Health and Care Bill 2021-22

Dear constituent,

Thank you for contacting me about the Health and Care Bill 2021-22 and NHS restructuring.

I am concerned that this is the wrong Bill at the wrong time. It represents a rushed, top-down reorganisation that will fail to integrate health and social care, erode local accountability, and give powers to the Health Secretary to hand major contracts to the private sector without scrutiny. Most importantly, it will not improve the standards of care for patients or address chronic workforce shortages.

Along with my colleagues, I voted against the Bill at second and third reading.

There are widespread concerns that private sector involvement in NHS services has created a fragmented and marketised system. The Health and Social Care Act 2012, which I have consistently opposed, introduced competitive tendering, forced privatisation, and prevented proper integration.

While this Bill overturns many aspects of the 2012 Act - including an end to compulsory competitive tendering - I am concerned that it allows further outsourcing by permitting the private sector to sit on local boards. And it does not reinstate the NHS as the default provider of services.

At every stage, the Opposition has sought to amend the Bill to remove any possibility that private firms can have any role on the boards of the new Integrated Care Systems. While Ministers brought forward their own amendment to prevent directors of private healthcare companies from sitting on the new boards, I do not believe this goes far enough.

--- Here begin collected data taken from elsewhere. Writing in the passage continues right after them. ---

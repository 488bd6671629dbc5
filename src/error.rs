//! Error handling and custom error types
//!
//! Provides unified error handling across the application using thiserror.

use thiserror::Error;

#[derive(Error, Debug)]
pub enum Error {
    #[error("{0}")]
    Validation(String),

    #[error("API request failed with status: {status}")]
    RequestFailed { status: u16 },

    #[error("HTTP request error: {0}")]
    Http(#[from] reqwest::Error),

    #[error("Serialization error: {0}")]
    Serialization(#[from] serde_json::Error),

    #[error("IO error: {0}")]
    Io(#[from] std::io::Error),

    #[error("Storage error: {0}")]
    Storage(String),

    #[error("Configuration error: {0}")]
    Config(String),
}

impl Error {
    /// True for failures the request executor is allowed to retry.
    ///
    /// Only non-success HTTP statuses qualify; transport-level errors mean
    /// the request never completed and must surface to the caller at once.
    pub fn is_retryable(&self) -> bool {
        matches!(self, Error::RequestFailed { .. })
    }
}

pub type Result<T> = std::result::Result<T, Error>;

There is, in my view, an incompatibility between the aims of private companies and the aims of the NHS. A company’s primary concern is the shareholders, not the patients. While I supported an amendment to the Bill that would block private providers from sitting on NHS decision-making boards, Government MPs voted against it and it was defeated. I am disappointed that a further Opposition amendment to ensure transparency around the awarding of contracts to non-NHS providers was also defeated by the Government.

I am committed to upholding the NHS’s founding principles as a comprehensive, integrated, and public NHS that is there for all of us when we need it. I will continue to resist any plans to allow further privatisation as the Bill progresses through Parliament.

Thank you once again for contacting me about this issue.